Start of Records

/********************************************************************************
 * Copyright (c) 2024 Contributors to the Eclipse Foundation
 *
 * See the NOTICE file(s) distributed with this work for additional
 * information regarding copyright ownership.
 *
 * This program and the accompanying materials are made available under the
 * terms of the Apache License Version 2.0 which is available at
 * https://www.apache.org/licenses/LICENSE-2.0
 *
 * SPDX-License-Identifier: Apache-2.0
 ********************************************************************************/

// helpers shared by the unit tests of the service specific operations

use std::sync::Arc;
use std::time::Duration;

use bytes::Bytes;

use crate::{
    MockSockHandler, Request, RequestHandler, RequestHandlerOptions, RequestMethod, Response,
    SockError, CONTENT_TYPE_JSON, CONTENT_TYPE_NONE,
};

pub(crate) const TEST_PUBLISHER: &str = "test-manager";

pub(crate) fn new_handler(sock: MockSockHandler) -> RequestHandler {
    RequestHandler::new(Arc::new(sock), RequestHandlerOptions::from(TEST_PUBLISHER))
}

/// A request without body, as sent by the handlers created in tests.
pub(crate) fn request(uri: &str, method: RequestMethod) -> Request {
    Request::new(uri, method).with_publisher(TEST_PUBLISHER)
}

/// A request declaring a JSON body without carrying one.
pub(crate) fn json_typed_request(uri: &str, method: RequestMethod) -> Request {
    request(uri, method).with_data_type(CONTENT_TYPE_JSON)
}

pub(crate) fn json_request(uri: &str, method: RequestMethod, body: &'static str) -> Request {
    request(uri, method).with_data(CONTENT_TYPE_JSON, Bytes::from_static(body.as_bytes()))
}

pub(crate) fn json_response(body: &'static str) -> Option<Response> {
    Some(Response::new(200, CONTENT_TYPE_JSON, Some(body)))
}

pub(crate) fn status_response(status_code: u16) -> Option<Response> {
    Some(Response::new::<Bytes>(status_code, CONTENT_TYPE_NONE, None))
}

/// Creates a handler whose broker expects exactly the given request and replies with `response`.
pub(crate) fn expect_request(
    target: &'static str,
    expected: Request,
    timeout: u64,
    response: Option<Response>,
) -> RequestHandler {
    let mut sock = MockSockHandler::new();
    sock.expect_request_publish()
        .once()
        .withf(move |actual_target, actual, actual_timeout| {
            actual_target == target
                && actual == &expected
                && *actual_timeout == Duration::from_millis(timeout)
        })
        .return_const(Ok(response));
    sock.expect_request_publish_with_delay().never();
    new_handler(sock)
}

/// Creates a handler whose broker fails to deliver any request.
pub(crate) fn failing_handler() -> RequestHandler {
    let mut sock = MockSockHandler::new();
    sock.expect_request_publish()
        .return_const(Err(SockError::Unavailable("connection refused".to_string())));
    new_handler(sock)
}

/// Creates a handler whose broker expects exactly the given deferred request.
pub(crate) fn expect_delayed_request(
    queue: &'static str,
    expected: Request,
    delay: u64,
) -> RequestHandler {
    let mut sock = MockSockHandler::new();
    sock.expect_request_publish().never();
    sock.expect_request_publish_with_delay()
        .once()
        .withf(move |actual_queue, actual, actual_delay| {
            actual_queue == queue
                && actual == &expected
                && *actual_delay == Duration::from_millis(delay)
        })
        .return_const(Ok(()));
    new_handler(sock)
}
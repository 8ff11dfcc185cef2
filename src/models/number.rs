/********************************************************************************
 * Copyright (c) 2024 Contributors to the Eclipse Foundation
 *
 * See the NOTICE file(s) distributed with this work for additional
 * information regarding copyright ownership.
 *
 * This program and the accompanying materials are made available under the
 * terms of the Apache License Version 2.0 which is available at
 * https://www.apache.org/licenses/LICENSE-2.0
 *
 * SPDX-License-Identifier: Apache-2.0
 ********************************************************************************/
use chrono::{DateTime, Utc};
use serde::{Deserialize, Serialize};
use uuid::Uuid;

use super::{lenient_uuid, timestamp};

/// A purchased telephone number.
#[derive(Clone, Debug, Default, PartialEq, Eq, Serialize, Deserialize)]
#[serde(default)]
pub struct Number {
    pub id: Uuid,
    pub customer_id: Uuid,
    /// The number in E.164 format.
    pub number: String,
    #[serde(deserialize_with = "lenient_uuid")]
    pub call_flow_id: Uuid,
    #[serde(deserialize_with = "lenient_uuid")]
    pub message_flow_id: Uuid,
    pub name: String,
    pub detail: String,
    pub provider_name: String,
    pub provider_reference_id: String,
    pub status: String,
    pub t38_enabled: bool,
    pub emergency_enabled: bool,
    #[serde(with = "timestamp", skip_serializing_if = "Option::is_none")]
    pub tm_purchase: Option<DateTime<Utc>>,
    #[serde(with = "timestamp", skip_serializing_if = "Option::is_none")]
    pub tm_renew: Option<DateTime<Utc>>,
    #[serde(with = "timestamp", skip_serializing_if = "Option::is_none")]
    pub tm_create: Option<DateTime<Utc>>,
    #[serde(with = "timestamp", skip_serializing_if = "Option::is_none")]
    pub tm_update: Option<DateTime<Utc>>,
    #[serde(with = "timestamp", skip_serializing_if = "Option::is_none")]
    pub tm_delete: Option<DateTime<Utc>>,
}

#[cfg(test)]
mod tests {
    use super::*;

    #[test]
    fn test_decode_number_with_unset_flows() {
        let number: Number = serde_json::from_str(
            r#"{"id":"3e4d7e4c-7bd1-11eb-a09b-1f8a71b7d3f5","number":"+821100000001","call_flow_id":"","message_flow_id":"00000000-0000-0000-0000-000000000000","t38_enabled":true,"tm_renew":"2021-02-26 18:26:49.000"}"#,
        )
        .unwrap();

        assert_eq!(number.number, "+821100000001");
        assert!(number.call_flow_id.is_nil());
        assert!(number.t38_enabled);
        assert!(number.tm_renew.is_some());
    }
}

End of Records

### [Your instructions]
The full set of entries above has to be restated exactly.

### [Response for this exercise]
/********************************************************************************
 * Copyright (c) 2024 Contributors to the Eclipse Foundation
 *
 * See the NOTICE file(s) distributed with this work for additional
 * information regarding copyright ownership.
 *
 * This program and the accompanying materials are made available under the
 * terms of the Apache License Version 2.0 which is available at
 * https://www.apache.org/licenses/LICENSE-2.0
 *
 * SPDX-License-Identifier: Apache-2.0
 ********************************************************************************/

// helpers shared by the unit tests of the service specific operations

use std::sync::Arc;
use std::time::Duration;

use bytes::Bytes;

use crate::{
    MockSockHandler, Request, RequestHandler, RequestHandlerOptions, RequestMethod, Response,
    SockError, CONTENT_TYPE_JSON, CONTENT_TYPE_NONE,
};

pub(crate) const TEST_PUBLISHER: &str = "test-manager";

pub(crate) fn new_handler(sock: MockSockHandler) -> RequestHandler {
    RequestHandler::new(Arc::new(sock), RequestHandlerOptions::from(TEST_PUBLISHER))
}

/// A request without body, as sent by the handlers created in tests.
pub(crate) fn request(uri: &str, method: RequestMethod) -> Request {
    Request::new(uri, method).with_publisher(TEST_PUBLISHER)
}

/// A request declaring a JSON body without carrying one.
pub(crate) fn json_typed_request(uri: &str, method: RequestMethod) -> Request {
    request(uri, method).with_data_type(CONTENT_TYPE_JSON)
}

pub(crate) fn json_request(uri: &str, method: RequestMethod, body: &'static str) -> Request {
    request(uri, method).with_data(CONTENT_TYPE_JSON, Bytes::from_static(body.as_bytes()))
}

pub(crate) fn json_response(body: &'static str) -> Option<Response> {
    Some(Response::new(200, CONTENT_TYPE_JSON, Some(body)))
}

pub(crate) fn status_response(status_code: u16) -> Option<Response> {
    Some(Response::new::<Bytes>(status_code, CONTENT_TYPE_NONE, None))
}

/// Creates a handler whose broker expects exactly the given request and replies with `response`.
pub(crate) fn expect_request(
    target: &'static str,
    expected: Request,
    timeout: u64,
    response: Option<Response>,
) -> RequestHandler {
    let mut sock = MockSockHandler::new();
    sock.expect_request_publish()
        .once()
        .withf(move |actual_target, actual, actual_timeout| {
            actual_target == target
                && actual == &expected
                && *actual_timeout == Duration::from_millis(timeout)
        })
        .return_const(Ok(response));
    sock.expect_request_publish_with_delay().never();
    new_handler(sock)
}

/// Creates a handler whose broker fails to deliver any request.
pub(crate) fn failing_handler() -> RequestHandler {
    let mut sock = MockSockHandler::new();
    sock.expect_request_publish()
        .return_const(Err(SockError::Unavailable("connection refused".to_string())));
    new_handler(sock)
}

/// Creates a handler whose broker expects exactly the given deferred request.
pub(crate) fn expect_delayed_request(
    queue: &'static str,
    expected: Request,
    delay: u64,
) -> RequestHandler {
    let mut sock = MockSockHandler::new();
    sock.expect_request_publish().never();
    sock.expect_request_publish_with_delay()
        .once()
        .withf(move |actual_queue, actual, actual_delay| {
            actual_queue == queue
                && actual == &expected
                && *actual_delay == Duration::from_millis(delay)
        })
        .return_const(Ok(()));
    new_handler(sock)
}
repository 8ff11dfcc185cef2
filename src/models/number.rs
/********************************************************************************
 * Copyright (c) 2024 Contributors to the Eclipse Foundation
 *
 * See the NOTICE file(s) distributed with this work for additional
 * information regarding copyright ownership.
 *
 * This program and the accompanying materials are made available under the
 * terms of the Apache License Version 2.0 which is available at
 * https://www.apache.org/licenses/LICENSE-2.0
 *
 * SPDX-License-Identifier: Apache-2.0
 ********************************************************************************/
use chrono::{DateTime, Utc};
use serde::{Deserialize, Serialize};
use uuid::Uuid;

use super::{lenient_uuid, timestamp};

/// A purchased telephone number.
#[derive(Clone, Debug, Default, PartialEq, Eq, Serialize, Deserialize)]
#[serde(default)]
pub struct Number {
    pub id: Uuid,
    pub customer_id: Uuid,
    /// The number in E.164 format.
    pub number: String,
    #[serde(deserialize_with = "lenient_uuid")]
    pub call_flow_id: Uuid,
    #[serde(deserialize_with = "lenient_uuid")]
    pub message_flow_id: Uuid,
    pub name: String,
    pub detail: String,
    pub provider_name: String,
    pub provider_reference_id: String,
    pub status: String,
    pub t38_enabled: bool,
    pub emergency_enabled: bool,
    #[serde(with = "timestamp", skip_serializing_if = "Option::is_none")]
    pub tm_purchase: Option<DateTime<Utc>>,
    #[serde(with = "timestamp", skip_serializing_if = "Option::is_none")]
    pub tm_renew: Option<DateTime<Utc>>,
    #[serde(with = "timestamp", skip_serializing_if = "Option::is_none")]
    pub tm_create: Option<DateTime<Utc>>,
    #[serde(with = "timestamp", skip_serializing_if = "Option::is_none")]
    pub tm_update: Option<DateTime<Utc>>,
    #[serde(with = "timestamp", skip_serializing_if = "Option::is_none")]
    pub tm_delete: Option<DateTime<Utc>>,
}

#[cfg(test)]
mod tests {
    use super::*;

    #[test]
    fn test_decode_number_with_unset_flows() {
        let number: Number = serde_json::from_str(
            r#"{"id":"3e4d7e4c-7bd1-11eb-a09b-1f8a71b7d3f5","number":"+821100000001","call_flow_id":"","message_flow_id":"00000000-0000-0000-0000-000000000000","t38_enabled":true,"tm_renew":"2021-02-26 18:26:49.000"}"#,
        )
        .unwrap();

        assert_eq!(number.number, "+821100000001");
        assert!(number.call_flow_id.is_nil());
        assert!(number.t38_enabled);
        assert!(number.tm_renew.is_some());
    }
}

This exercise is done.